_MATERIAL FOR THIS EXERCISE:_
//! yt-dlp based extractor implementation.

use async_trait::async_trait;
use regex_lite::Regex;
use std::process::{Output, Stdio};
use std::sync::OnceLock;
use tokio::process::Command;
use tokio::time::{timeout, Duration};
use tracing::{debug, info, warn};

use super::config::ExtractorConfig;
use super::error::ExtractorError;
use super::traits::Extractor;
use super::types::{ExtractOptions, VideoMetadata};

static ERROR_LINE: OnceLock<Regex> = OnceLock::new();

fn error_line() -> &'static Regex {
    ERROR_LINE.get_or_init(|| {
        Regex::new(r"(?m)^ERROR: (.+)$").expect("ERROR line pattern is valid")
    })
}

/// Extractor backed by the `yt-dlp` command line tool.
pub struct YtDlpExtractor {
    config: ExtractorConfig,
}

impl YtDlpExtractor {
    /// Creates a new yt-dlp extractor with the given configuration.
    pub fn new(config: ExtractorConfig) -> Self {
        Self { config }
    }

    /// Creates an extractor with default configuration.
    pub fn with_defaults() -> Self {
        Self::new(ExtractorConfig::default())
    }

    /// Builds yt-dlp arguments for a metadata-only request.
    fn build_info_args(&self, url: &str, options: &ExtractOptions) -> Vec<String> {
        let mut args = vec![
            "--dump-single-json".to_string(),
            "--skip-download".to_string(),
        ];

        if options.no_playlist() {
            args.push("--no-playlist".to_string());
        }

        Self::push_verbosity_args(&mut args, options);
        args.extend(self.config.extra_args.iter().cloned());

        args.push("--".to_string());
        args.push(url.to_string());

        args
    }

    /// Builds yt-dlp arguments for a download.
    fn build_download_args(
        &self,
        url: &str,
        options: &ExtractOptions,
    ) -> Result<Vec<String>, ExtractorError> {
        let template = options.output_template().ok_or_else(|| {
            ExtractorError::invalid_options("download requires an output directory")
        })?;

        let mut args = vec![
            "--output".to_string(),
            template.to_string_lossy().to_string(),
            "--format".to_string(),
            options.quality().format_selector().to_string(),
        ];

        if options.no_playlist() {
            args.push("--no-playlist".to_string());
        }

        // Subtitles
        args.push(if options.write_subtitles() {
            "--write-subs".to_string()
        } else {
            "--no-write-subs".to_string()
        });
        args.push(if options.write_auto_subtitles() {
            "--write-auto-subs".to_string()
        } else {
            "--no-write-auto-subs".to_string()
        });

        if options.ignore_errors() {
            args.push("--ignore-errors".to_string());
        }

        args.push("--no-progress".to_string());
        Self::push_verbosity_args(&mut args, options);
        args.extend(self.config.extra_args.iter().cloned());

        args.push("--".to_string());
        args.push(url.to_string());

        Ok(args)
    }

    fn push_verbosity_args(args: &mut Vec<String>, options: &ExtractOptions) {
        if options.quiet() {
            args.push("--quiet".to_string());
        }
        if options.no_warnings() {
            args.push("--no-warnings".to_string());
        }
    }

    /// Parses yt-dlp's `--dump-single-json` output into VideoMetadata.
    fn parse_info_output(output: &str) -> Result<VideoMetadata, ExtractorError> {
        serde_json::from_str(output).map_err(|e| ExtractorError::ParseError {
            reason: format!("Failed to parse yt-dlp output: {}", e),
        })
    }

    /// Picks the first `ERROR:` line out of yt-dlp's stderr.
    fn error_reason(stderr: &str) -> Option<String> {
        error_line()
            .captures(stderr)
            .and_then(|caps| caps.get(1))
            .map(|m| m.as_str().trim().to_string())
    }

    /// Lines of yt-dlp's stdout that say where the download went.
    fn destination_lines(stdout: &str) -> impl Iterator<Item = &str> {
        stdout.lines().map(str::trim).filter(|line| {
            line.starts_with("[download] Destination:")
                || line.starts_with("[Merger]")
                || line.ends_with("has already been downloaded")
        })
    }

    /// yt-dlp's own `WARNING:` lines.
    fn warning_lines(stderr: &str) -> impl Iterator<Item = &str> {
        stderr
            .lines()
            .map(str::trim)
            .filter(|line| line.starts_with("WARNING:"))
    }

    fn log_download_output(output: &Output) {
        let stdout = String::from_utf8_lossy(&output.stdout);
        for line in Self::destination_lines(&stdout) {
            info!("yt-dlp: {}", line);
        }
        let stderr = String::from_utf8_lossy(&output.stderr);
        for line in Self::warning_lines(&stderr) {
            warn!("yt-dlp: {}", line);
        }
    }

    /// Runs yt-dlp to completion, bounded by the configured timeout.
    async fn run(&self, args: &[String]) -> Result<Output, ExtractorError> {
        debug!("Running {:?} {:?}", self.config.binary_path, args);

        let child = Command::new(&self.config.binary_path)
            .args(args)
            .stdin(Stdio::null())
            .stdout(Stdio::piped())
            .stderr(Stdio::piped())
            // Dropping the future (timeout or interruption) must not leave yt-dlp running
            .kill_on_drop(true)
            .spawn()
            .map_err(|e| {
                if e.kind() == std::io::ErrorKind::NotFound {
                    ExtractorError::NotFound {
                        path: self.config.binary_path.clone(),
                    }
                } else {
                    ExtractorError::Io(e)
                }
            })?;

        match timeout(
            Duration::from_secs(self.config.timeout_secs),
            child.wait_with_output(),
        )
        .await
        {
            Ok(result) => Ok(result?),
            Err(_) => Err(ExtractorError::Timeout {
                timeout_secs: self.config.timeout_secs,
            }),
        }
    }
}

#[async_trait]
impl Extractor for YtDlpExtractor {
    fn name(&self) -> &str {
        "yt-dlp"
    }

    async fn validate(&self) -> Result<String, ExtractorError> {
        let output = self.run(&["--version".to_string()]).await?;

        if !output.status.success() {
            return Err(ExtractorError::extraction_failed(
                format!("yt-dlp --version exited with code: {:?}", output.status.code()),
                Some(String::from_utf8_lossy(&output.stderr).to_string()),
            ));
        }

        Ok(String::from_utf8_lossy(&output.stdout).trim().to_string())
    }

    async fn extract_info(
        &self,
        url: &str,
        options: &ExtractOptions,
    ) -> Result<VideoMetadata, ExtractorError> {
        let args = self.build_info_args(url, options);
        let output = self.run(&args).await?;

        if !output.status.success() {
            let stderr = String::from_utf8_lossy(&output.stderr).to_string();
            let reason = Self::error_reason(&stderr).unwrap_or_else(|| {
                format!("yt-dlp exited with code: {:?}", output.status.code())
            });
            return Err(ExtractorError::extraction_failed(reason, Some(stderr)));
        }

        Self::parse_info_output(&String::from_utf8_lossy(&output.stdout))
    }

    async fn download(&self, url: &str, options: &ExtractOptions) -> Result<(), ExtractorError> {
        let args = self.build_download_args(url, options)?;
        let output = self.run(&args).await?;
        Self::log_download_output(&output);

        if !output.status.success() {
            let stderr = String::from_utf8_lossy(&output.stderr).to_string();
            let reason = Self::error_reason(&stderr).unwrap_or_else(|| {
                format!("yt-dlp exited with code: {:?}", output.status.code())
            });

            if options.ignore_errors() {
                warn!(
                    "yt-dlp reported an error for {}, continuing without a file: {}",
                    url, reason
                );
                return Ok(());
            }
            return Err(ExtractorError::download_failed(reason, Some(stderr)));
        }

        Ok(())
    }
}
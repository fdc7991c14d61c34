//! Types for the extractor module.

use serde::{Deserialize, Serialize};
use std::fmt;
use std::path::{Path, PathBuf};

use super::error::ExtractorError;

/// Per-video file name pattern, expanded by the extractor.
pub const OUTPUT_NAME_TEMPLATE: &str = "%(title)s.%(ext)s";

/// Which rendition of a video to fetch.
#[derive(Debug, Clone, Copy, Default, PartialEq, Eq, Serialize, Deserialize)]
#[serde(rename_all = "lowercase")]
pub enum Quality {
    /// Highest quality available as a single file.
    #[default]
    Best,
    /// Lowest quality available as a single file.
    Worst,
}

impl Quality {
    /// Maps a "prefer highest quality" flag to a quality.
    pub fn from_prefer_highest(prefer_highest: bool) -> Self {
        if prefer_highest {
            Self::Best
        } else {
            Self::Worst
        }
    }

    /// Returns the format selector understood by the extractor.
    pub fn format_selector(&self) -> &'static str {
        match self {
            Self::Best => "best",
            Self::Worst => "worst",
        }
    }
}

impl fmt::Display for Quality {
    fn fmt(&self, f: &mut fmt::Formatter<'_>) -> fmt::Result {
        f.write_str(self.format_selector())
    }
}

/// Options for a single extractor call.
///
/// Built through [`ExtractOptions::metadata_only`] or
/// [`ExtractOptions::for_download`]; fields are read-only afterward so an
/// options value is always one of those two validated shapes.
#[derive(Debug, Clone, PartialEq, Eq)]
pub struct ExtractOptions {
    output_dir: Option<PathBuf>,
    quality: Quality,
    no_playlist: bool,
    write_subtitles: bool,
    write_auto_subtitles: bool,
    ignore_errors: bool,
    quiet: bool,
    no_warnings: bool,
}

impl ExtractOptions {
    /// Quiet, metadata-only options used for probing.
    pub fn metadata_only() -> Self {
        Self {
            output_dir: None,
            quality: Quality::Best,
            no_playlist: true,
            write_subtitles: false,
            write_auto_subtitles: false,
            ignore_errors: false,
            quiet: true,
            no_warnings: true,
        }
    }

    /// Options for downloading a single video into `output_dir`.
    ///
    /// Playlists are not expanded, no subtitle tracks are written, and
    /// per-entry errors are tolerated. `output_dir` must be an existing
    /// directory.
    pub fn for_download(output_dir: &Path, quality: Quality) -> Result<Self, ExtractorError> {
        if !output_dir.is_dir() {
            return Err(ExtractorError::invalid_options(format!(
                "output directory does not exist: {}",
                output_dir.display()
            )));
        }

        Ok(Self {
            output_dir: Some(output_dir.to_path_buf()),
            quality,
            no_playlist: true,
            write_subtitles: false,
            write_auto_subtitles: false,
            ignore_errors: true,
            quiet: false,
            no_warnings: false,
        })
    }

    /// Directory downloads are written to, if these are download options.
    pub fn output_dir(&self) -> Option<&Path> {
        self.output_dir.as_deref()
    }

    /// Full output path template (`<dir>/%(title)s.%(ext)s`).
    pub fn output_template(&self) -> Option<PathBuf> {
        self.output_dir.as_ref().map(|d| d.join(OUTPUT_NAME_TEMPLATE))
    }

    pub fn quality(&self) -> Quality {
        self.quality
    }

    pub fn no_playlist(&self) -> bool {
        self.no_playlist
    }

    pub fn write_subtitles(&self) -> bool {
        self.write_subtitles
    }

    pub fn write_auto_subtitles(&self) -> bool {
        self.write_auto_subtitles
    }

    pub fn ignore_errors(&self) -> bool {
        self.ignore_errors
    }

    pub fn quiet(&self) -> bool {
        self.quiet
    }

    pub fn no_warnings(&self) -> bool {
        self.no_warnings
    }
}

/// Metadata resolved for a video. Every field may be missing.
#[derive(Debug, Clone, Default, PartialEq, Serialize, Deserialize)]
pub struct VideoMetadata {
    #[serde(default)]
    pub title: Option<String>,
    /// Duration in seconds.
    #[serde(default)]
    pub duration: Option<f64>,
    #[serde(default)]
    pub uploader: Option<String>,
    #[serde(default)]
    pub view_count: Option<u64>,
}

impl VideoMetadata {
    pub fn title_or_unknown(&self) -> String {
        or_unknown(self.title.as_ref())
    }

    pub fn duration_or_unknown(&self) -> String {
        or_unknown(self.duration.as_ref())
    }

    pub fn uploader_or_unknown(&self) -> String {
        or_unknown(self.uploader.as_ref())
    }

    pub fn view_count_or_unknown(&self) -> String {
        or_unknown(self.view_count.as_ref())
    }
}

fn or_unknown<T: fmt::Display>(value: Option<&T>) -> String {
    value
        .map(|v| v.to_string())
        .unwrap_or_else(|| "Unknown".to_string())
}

--

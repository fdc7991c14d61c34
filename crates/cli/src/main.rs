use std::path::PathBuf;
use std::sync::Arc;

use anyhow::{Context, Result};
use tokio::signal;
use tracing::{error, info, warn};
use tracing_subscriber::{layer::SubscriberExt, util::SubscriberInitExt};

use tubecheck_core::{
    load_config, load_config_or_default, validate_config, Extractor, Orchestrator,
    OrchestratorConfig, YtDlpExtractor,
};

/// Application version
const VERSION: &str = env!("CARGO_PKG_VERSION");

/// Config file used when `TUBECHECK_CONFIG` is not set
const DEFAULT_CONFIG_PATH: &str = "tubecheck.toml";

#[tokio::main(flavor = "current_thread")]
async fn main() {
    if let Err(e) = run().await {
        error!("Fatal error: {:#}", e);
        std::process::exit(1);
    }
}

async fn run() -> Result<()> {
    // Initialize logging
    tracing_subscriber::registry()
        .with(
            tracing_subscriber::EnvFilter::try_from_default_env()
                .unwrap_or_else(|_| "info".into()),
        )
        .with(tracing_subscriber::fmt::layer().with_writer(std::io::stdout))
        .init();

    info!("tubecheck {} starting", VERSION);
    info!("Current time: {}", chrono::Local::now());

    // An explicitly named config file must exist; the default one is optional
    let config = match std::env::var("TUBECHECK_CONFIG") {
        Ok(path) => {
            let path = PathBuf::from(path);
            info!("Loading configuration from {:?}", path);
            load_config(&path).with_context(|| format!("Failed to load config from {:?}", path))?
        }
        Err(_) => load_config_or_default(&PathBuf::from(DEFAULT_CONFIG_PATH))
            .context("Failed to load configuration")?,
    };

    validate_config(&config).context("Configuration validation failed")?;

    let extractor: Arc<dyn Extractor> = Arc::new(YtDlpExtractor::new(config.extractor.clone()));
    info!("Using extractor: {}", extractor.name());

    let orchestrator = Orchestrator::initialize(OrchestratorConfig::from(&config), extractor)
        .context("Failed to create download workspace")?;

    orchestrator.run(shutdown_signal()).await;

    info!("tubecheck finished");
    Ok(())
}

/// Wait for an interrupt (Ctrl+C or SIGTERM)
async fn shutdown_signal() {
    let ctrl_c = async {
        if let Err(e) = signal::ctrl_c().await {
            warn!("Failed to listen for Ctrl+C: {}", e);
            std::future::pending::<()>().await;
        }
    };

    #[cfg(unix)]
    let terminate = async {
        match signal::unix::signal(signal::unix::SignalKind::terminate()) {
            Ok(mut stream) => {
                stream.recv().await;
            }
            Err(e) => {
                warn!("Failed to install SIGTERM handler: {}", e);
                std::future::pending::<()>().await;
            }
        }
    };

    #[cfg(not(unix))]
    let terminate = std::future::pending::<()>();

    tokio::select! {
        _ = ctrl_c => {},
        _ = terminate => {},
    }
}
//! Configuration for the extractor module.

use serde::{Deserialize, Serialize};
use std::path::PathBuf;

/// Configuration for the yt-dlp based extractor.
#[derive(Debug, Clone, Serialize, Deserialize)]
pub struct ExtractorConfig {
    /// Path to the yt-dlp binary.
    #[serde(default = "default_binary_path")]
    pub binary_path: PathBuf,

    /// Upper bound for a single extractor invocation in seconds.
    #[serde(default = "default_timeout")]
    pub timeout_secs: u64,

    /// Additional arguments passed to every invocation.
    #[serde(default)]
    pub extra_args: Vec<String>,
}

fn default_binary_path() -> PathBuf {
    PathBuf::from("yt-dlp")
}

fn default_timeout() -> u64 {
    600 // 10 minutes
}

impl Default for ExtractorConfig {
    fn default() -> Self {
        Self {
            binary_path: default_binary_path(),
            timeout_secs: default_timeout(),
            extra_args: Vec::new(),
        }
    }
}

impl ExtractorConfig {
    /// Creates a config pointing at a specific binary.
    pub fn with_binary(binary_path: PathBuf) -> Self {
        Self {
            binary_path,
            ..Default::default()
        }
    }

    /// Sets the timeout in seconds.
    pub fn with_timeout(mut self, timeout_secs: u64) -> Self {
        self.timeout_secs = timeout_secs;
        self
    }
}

_REQUIREMENT:_ Your answer should be the lines above from the one containing "use std::fmt;" through the one containing "are written, and", copied exactly and with both ends kept.

_WRITTEN SOLUTION:_
use std::fmt;
use std::path::{Path, PathBuf};

use super::error::ExtractorError;

/// Per-video file name pattern, expanded by the extractor.
pub const OUTPUT_NAME_TEMPLATE: &str = "%(title)s.%(ext)s";

/// Which rendition of a video to fetch.
#[derive(Debug, Clone, Copy, Default, PartialEq, Eq, Serialize, Deserialize)]
#[serde(rename_all = "lowercase")]
pub enum Quality {
    /// Highest quality available as a single file.
    #[default]
    Best,
    /// Lowest quality available as a single file.
    Worst,
}

impl Quality {
    /// Maps a "prefer highest quality" flag to a quality.
    pub fn from_prefer_highest(prefer_highest: bool) -> Self {
        if prefer_highest {
            Self::Best
        } else {
            Self::Worst
        }
    }

    /// Returns the format selector understood by the extractor.
    pub fn format_selector(&self) -> &'static str {
        match self {
            Self::Best => "best",
            Self::Worst => "worst",
        }
    }
}

impl fmt::Display for Quality {
    fn fmt(&self, f: &mut fmt::Formatter<'_>) -> fmt::Result {
        f.write_str(self.format_selector())
    }
}

/// Options for a single extractor call.
///
/// Built through [`ExtractOptions::metadata_only`] or
/// [`ExtractOptions::for_download`]; fields are read-only afterward so an
/// options value is always one of those two validated shapes.
#[derive(Debug, Clone, PartialEq, Eq)]
pub struct ExtractOptions {
    output_dir: Option<PathBuf>,
    quality: Quality,
    no_playlist: bool,
    write_subtitles: bool,
    write_auto_subtitles: bool,
    ignore_errors: bool,
    quiet: bool,
    no_warnings: bool,
}

impl ExtractOptions {
    /// Quiet, metadata-only options used for probing.
    pub fn metadata_only() -> Self {
        Self {
            output_dir: None,
            quality: Quality::Best,
            no_playlist: true,
            write_subtitles: false,
            write_auto_subtitles: false,
            ignore_errors: false,
            quiet: true,
            no_warnings: true,
        }
    }

    /// Options for downloading a single video into `output_dir`.
    ///
    /// Playlists are not expanded, no subtitle tracks are written, and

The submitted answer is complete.